What is expected -
Transcribe the lines from the start of the data below through the line with "fn button_width(label: &str)", word for word and nothing more.

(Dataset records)
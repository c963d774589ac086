//! Input subsystem: raw crossterm collection and the key/mouse to action mapping.

pub mod raw;
pub mod service;

// Modules outside this crate should prefer importing from `crate::input` rather than
// reaching into submodules.
pub use raw::{RawInputCollector, RawInputEvent, ScrollDirection};
pub use service::{InputAction, InputService, KeyBindings};
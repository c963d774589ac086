//! Screen geometry shared by drawing and mouse hit testing.
//!
//! Everything here is a pure function of the terminal area (and, for the overlay,
//! of its content), so a click can be resolved against exactly what was drawn.

use crate::app::state::DetailView;
use crate::render::detail::detail_lines;
use ratatui::layout::{Constraint, Direction, Layout, Rect};

pub const HEADER_HEIGHT: u16 = 3;
pub const STATUS_HEIGHT: u16 = 1;

pub const VIEW_BUTTON: &str = "[ VIEW ]";
pub const CLOSE_BUTTON: &str = "[ CLOSE ]";
pub const OK_BUTTON: &str = "[ OK ]";

/// Overlay width as a percentage of the screen, and its offset from the top.
const OVERLAY_WIDTH_PERCENT: u16 = 90;
const OVERLAY_TOP_PERCENT: u16 = 10;

const ALERT_MAX_WIDTH: u16 = 50;

/// True when the cell at (`column`, `row`) lies inside `rect`.
pub fn contains(rect: Rect, column: u16, row: u16) -> bool {
    column >= rect.x
        && column < rect.x.saturating_add(rect.width)
        && row >= rect.y
        && row < rect.y.saturating_add(rect.height)
}

fn percent_of(value: u16, percent: u16) -> u16 {
    (u32::from(value) * u32::from(percent) / 100) as u16
}

fn button_width(label: &str) -> u16 {
    label.chars().count() as u16
}

/// A button label centred on one row of `area`.
fn centered_button(area: Rect, row: u16, label: &str) -> Rect {
    let width = button_width(label).min(area.width);
    Rect::new(area.x + (area.width - width) / 2, row, width, 1)
}

/// Header, list, and status regions of the main screen.
#[derive(Debug, Clone, Copy, PartialEq, Eq)]
pub struct ScreenLayout {
    pub header: Rect,
    pub list: Rect,
    pub status: Rect,
}

/// Part of the list a click landed on.
#[derive(Debug, Clone, Copy, PartialEq, Eq)]
pub enum ListHit {
    /// The row's name area; carries the school index
    Row(usize),
    /// The row's VIEW control; carries the school index
    ViewButton(usize),
}

impl ScreenLayout {
    pub fn compute(area: Rect) -> Self {
        let chunks = Layout::default()
            .direction(Direction::Vertical)
            .constraints([
                Constraint::Length(HEADER_HEIGHT),
                Constraint::Min(0),
                Constraint::Length(STATUS_HEIGHT),
            ])
            .split(area);

        Self {
            header: chunks[0],
            list: chunks[1],
            status: chunks[2],
        }
    }

    /// Rows of the list visible at once.
    pub fn list_rows(&self) -> usize {
        self.list.height as usize
    }

    /// Width left for a school name once the VIEW control is placed.
    pub fn name_width(&self) -> u16 {
        self.list
            .width
            .saturating_sub(button_width(VIEW_BUTTON) + 1)
    }

    /// VIEW control for the row drawn `offset` lines below the top of the list.
    pub fn view_button(&self, offset: u16) -> Rect {
        let width = button_width(VIEW_BUTTON).min(self.list.width);
        Rect::new(
            self.list.x + self.list.width - width,
            self.list.y + offset,
            width,
            1,
        )
    }

    /// Resolve a click on the list, given the index of the first visible row and the
    /// number of schools.
    pub fn hit_list(&self, column: u16, row: u16, top: usize, total: usize) -> Option<ListHit> {
        if !contains(self.list, column, row) {
            return None;
        }
        let offset = row - self.list.y;
        let index = top + offset as usize;
        if index >= total {
            return None;
        }
        if contains(self.view_button(offset), column, row) {
            Some(ListHit::ViewButton(index))
        } else {
            Some(ListHit::Row(index))
        }
    }
}

/// Part of the screen a click landed on while the overlay is open.
#[derive(Debug, Clone, Copy, PartialEq, Eq)]
pub enum OverlayHit {
    CloseButton,
    Body,
    Backdrop,
}

/// Geometry of the detail overlay.
#[derive(Debug, Clone, Copy, PartialEq, Eq)]
pub struct OverlayLayout {
    /// Bordered box
    pub outer: Rect,
    /// Text area for the detail lines
    pub body: Rect,
    pub close_button: Rect,
}

impl OverlayLayout {
    /// Size the overlay for `body_lines` lines of content plus a spacer and the
    /// close control, clipped to the screen.
    pub fn compute(area: Rect, body_lines: u16) -> Self {
        let width = percent_of(area.width, OVERLAY_WIDTH_PERCENT).max(area.width.min(20));
        let x = area.x + (area.width - width) / 2;
        let y = area.y + percent_of(area.height, OVERLAY_TOP_PERCENT);
        let available = area.height - (y - area.y);
        let height = body_lines.saturating_add(4).min(available);

        let outer = Rect::new(x, y, width, height);
        let inner = Rect::new(
            outer.x + 1,
            outer.y + 1,
            outer.width.saturating_sub(2),
            outer.height.saturating_sub(2),
        );
        let body = Rect::new(inner.x, inner.y, inner.width, inner.height.saturating_sub(2));
        let close_row = inner.y + inner.height.saturating_sub(1);
        let close_button = centered_button(inner, close_row, CLOSE_BUTTON);

        Self {
            outer,
            body,
            close_button,
        }
    }

    /// Overlay geometry for a specific school's detail, fitted to the content
    /// laid out for the tallest body the screen allows.
    pub fn for_detail(area: Rect, detail: &DetailView<'_>) -> Self {
        let tallest = Self::compute(area, u16::MAX);
        let lines = detail_lines(detail, tallest.body.width, tallest.body.height).len();
        Self::compute(area, lines.min(u16::MAX as usize) as u16)
    }

    pub fn hit(&self, column: u16, row: u16) -> OverlayHit {
        if contains(self.close_button, column, row) {
            OverlayHit::CloseButton
        } else if contains(self.outer, column, row) {
            OverlayHit::Body
        } else {
            OverlayHit::Backdrop
        }
    }
}

/// Geometry of the fetch-failure alert box.
#[derive(Debug, Clone, Copy, PartialEq, Eq)]
pub struct AlertLayout {
    pub outer: Rect,
    pub message: Rect,
    pub ok_button: Rect,
}

impl AlertLayout {
    pub fn compute(area: Rect, message_lines: u16) -> Self {
        let width = ALERT_MAX_WIDTH.min(area.width);
        let height = message_lines.saturating_add(4).min(area.height);
        let outer = Rect::new(
            area.x + (area.width - width) / 2,
            area.y + (area.height - height) / 2,
            width,
            height,
        );
        let inner = Rect::new(
            outer.x + 1,
            outer.y + 1,
            outer.width.saturating_sub(2),
            outer.height.saturating_sub(2),
        );
        let message = Rect::new(inner.x, inner.y, inner.width, inner.height.saturating_sub(2));
        let ok_row = inner.y + inner.height.saturating_sub(1);
        Self {
            outer,
            message,
            ok_button: centered_button(inner, ok_row, OK_BUTTON),
        }
    }

    /// Inner text width available for the alert message.
    pub fn text_width(area: Rect) -> u16 {
        ALERT_MAX_WIDTH.min(area.width).saturating_sub(2)
    }
}
//! Error types and handling infrastructure for nycschools.
//!
//! This module provides a centralized error handling system using `thiserror` for
//! custom error types. The binary wraps these in `anyhow` for top-level reporting.
//!
//! ## Design Principles
//!
//! - **One domain failure**: every way a fetch can go wrong is a `FetchError`
//! - **Context preservation**: the dataset and cause travel with the error for logging
//! - **Consistency**: Standardized Result type across all modules

use std::fmt;
use thiserror::Error;

/// Which open-data collection an operation concerns.
#[derive(Debug, Clone, Copy, PartialEq, Eq)]
pub enum Dataset {
    Schools,
    SatScores,
}

impl fmt::Display for Dataset {
    fn fmt(&self, f: &mut fmt::Formatter<'_>) -> fmt::Result {
        match self {
            Dataset::Schools => f.write_str("school directory"),
            Dataset::SatScores => f.write_str("SAT results"),
        }
    }
}

/// The main error type for nycschools operations.
#[derive(Error, Debug)]
pub enum SchoolsError {
    /// A collection could not be retrieved: network failure, non-success status,
    /// or a body that is not a JSON array.
    #[error("Failed to fetch {dataset}: {message}")]
    FetchError { dataset: Dataset, message: String },

    /// Terminal I/O errors (raw mode, alternate screen, event polling)
    #[error("Terminal I/O failed: {message}")]
    IoError {
        message: String,
        #[source]
        source: std::io::Error,
    },

    /// Configuration related errors
    #[error("Configuration error: {message}")]
    ConfigError { message: String },

    /// Invalid command line arguments
    #[error("Invalid argument: {message}")]
    InvalidArgument { message: String },

    /// Generic error for cases not covered by specific variants
    #[error("Operation failed: {message}")]
    Other { message: String },
}

/// Standard Result type for nycschools operations.
pub type Result<T> = std::result::Result<T, SchoolsError>;

impl SchoolsError {
    /// Create a FetchError for the given dataset
    pub fn fetch(dataset: Dataset, message: impl Into<String>) -> Self {
        Self::FetchError {
            dataset,
            message: message.into(),
        }
    }

    /// Create a ConfigError with a descriptive message
    pub fn config(message: impl Into<String>) -> Self {
        Self::ConfigError {
            message: message.into(),
        }
    }

    /// Create an InvalidArgument error with a descriptive message
    pub fn invalid_argument(message: impl Into<String>) -> Self {
        Self::InvalidArgument {
            message: message.into(),
        }
    }

    /// Create a generic Other error with a descriptive message
    pub fn other(message: impl Into<String>) -> Self {
        Self::Other {
            message: message.into(),
        }
    }

    /// True for the fetch failures that surface as a user alert
    pub fn is_fetch_failure(&self) -> bool {
        matches!(self, Self::FetchError { .. })
    }
}

impl From<std::io::Error> for SchoolsError {
    fn from(err: std::io::Error) -> Self {
        let message = match err.kind() {
            std::io::ErrorKind::PermissionDenied => "Permission denied".to_string(),
            std::io::ErrorKind::Interrupted => "Interrupted".to_string(),
            _ => "IO operation failed".to_string(),
        };
        Self::IoError {
            message,
            source: err,
        }
    }
}
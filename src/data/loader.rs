//! Startup loaders: one task per collection, reporting back over a channel.

use crate::data::decode::Decoded;
use crate::data::model::{SatScore, School};
use crate::data::source::DataSource;
use crate::error::Result;
use std::sync::Arc;
use tokio::sync::mpsc::UnboundedSender;
use tokio::task::JoinHandle;

/// Completion of one startup fetch, applied by the owner of the application state.
#[derive(Debug)]
pub enum LoadEvent {
    Schools(Result<Decoded<School>>),
    Scores(Result<Decoded<SatScore>>),
}

/// Handles to the two fetch tasks.
pub struct Loaders {
    schools: JoinHandle<()>,
    scores: JoinHandle<()>,
}

impl Loaders {
    /// Abort whatever is still in flight. Used only on shutdown.
    pub fn abort(&self) {
        self.schools.abort();
        self.scores.abort();
    }
}

/// Start both fetches without waiting on either.
///
/// Each task sends exactly one [`LoadEvent`] when its request resolves. A receiver
/// that has gone away is not an error; the result is simply dropped.
pub fn spawn_loaders(source: Arc<dyn DataSource>, tx: UnboundedSender<LoadEvent>) -> Loaders {
    let schools = {
        let source = Arc::clone(&source);
        let tx = tx.clone();
        tokio::spawn(async move {
            let result = source.fetch_schools().await;
            let _ = tx.send(LoadEvent::Schools(result));
        })
    };

    let scores = tokio::spawn(async move {
        let result = source.fetch_scores().await;
        let _ = tx.send(LoadEvent::Scores(result));
    });

    Loaders { schools, scores }
}

#[cfg(test)]
mod tests {
    use super::*;
    use crate::error::{Dataset, SchoolsError};
    use async_trait::async_trait;
    use std::time::Duration;
    use tokio::sync::{mpsc, Notify};

    /// Source whose school fetch blocks until released, to prove the score
    /// fetch does not wait on it.
    struct GatedSource {
        release_schools: Arc<Notify>,
    }

    #[async_trait]
    impl DataSource for GatedSource {
        async fn fetch_schools(&self) -> Result<Decoded<School>> {
            self.release_schools.notified().await;
            Ok(Decoded {
                records: vec![School {
                    dbn: "01M292".to_string(),
                    school_name: "Henry Street School".to_string(),
                    overview_paragraph: String::new(),
                }],
                rejected: 0,
            })
        }

        async fn fetch_scores(&self) -> Result<Decoded<SatScore>> {
            Err(SchoolsError::fetch(Dataset::SatScores, "HTTP status 500"))
        }
    }

    #[tokio::test]
    async fn fetches_complete_independently() {
        let release = Arc::new(Notify::new());
        let source: Arc<dyn DataSource> = Arc::new(GatedSource {
            release_schools: Arc::clone(&release),
        });
        let (tx, mut rx) = mpsc::unbounded_channel();
        let _loaders = spawn_loaders(source, tx);

        let first = tokio::time::timeout(Duration::from_millis(500), rx.recv())
            .await
            .expect("score fetch should not wait for schools")
            .unwrap();
        assert!(matches!(first, LoadEvent::Scores(Err(_))));

        release.notify_one();
        let second = tokio::time::timeout(Duration::from_millis(500), rx.recv())
            .await
            .unwrap()
            .unwrap();
        match second {
            LoadEvent::Schools(Ok(decoded)) => assert_eq!(decoded.records.len(), 1),
            other => panic!("unexpected event: {other:?}"),
        }

        assert!(rx.recv().await.is_none());
    }

    #[tokio::test]
    async fn abort_stops_pending_fetches() {
        let release = Arc::new(Notify::new());
        let source: Arc<dyn DataSource> = Arc::new(GatedSource {
            release_schools: release,
        });
        let (tx, mut rx) = mpsc::unbounded_channel();
        let loaders = spawn_loaders(source, tx);

        // Scores resolve immediately; schools would hang forever.
        assert!(matches!(rx.recv().await, Some(LoadEvent::Scores(_))));
        loaders.abort();
        assert!(rx.recv().await.is_none());
    }
}
//! Application state: both fetched collections, the detail overlay, and pending alerts.
//!
//! A single owner (the application loop) mutates this in response to load events and
//! user input, so updates never interleave.

use crate::data::{Collection, LoadEvent, SatScore, School};
use std::collections::VecDeque;

/// Text shown once for every failed fetch.
pub const FETCH_ALERT: &str = "Could not retrieve data from the server! Please try again";

/// Detail overlay state. The open variant carries the selected school.
#[derive(Debug, Clone, Default, PartialEq, Eq)]
pub enum Overlay {
    #[default]
    Closed,
    Open(School),
}

/// What dismissed the overlay.
#[derive(Debug, Clone, Copy, PartialEq, Eq)]
pub enum CloseReason {
    /// Tap outside the overlay box
    Background,
    /// The overlay's own close control
    CloseControl,
}

/// The selected school joined with its SAT record, when one exists.
#[derive(Debug, Clone, Copy, PartialEq, Eq)]
pub struct DetailView<'a> {
    pub school: &'a School,
    pub scores: Option<&'a SatScore>,
}

#[derive(Debug, Default)]
pub struct AppState {
    schools: Collection<School>,
    scores: Collection<SatScore>,
    overlay: Overlay,
    alerts: VecDeque<String>,
}

impl AppState {
    pub fn new() -> Self {
        Self::default()
    }

    pub fn schools(&self) -> &Collection<School> {
        &self.schools
    }

    pub fn scores(&self) -> &Collection<SatScore> {
        &self.scores
    }

    pub fn overlay(&self) -> &Overlay {
        &self.overlay
    }

    pub fn is_overlay_open(&self) -> bool {
        matches!(self.overlay, Overlay::Open(_))
    }

    /// The school shown in the overlay, if it is open.
    pub fn selected(&self) -> Option<&School> {
        match &self.overlay {
            Overlay::Open(school) => Some(school),
            Overlay::Closed => None,
        }
    }

    /// Apply the outcome of a startup fetch.
    ///
    /// Success replaces the collection. Failure queues an alert and leaves the
    /// collection as it was.
    pub fn apply_load(&mut self, event: LoadEvent) {
        match event {
            LoadEvent::Schools(Ok(decoded)) => {
                log::info!(
                    "loaded {} schools ({} rejected)",
                    decoded.records.len(),
                    decoded.rejected
                );
                self.schools = Collection::Loaded(decoded.records);
            }
            LoadEvent::Scores(Ok(decoded)) => {
                log::info!(
                    "loaded {} SAT records ({} rejected)",
                    decoded.records.len(),
                    decoded.rejected
                );
                self.scores = Collection::Loaded(decoded.records);
            }
            LoadEvent::Schools(Err(error)) | LoadEvent::Scores(Err(error)) => {
                log::error!("{error}");
                self.alerts.push_back(FETCH_ALERT.to_string());
            }
        }
    }

    /// Open the overlay for the school at `index` in the list.
    ///
    /// Returns false when there is no such school.
    pub fn open_detail(&mut self, index: usize) -> bool {
        match self.schools.get(index) {
            Some(school) => {
                log::debug!("opening detail for {}", school.dbn);
                self.overlay = Overlay::Open(school.clone());
                true
            }
            None => false,
        }
    }

    /// Close the overlay and clear the selection. Returns false if it was not open.
    pub fn close_detail(&mut self, reason: CloseReason) -> bool {
        if !self.is_overlay_open() {
            return false;
        }
        log::debug!("closing detail ({reason:?})");
        self.overlay = Overlay::Closed;
        true
    }

    /// Selected school joined with the first SAT record sharing its `dbn`.
    pub fn detail(&self) -> Option<DetailView<'_>> {
        self.selected().map(|school| DetailView {
            school,
            scores: self.scores.find_by_dbn(&school.dbn),
        })
    }

    /// Alert currently shown, if any.
    pub fn alert(&self) -> Option<&str> {
        self.alerts.front().map(String::as_str)
    }

    pub fn pending_alerts(&self) -> usize {
        self.alerts.len()
    }

    pub fn dismiss_alert(&mut self) -> bool {
        self.alerts.pop_front().is_some()
    }
}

Solution below -
repository c963d774589ac086
//! Input subsystem: raw crossterm collection and the key/mouse to action mapping.

pub mod raw;
pub mod service;

// Modules outside this crate should prefer importing from `crate::input` rather than
// reaching into submodules.
pub use raw::{RawInputCollector, RawInputEvent, ScrollDirection};
pub use service::{InputAction, InputService, KeyBindings};
repository c963d774589ac086
//! Screen geometry shared by drawing and mouse hit testing.
//!
//! Everything here is a pure function of the terminal area (and, for the overlay,
//! of its content), so a click can be resolved against exactly what was drawn.

use crate::app::state::DetailView;
use crate::render::detail::detail_lines;
use ratatui::layout::{Constraint, Direction, Layout, Rect};

pub const HEADER_HEIGHT: u16 = 3;
pub const STATUS_HEIGHT: u16 = 1;

pub const VIEW_BUTTON: &str = "[ VIEW ]";
pub const CLOSE_BUTTON: &str = "[ CLOSE ]";
pub const OK_BUTTON: &str = "[ OK ]";

/// Overlay width as a percentage of the screen, and its offset from the top.
const OVERLAY_WIDTH_PERCENT: u16 = 90;
const OVERLAY_TOP_PERCENT: u16 = 10;

const ALERT_MAX_WIDTH: u16 = 50;

/// True when the cell at (`column`, `row`) lies inside `rect`.
pub fn contains(rect: Rect, column: u16, row: u16) -> bool {
    column >= rect.x
        && column < rect.x.saturating_add(rect.width)
        && row >= rect.y
        && row < rect.y.saturating_add(rect.height)
}

fn percent_of(value: u16, percent: u16) -> u16 {
    (u32::from(value) * u32::from(percent) / 100) as u16
}

fn button_width(label: &str) -> u16 {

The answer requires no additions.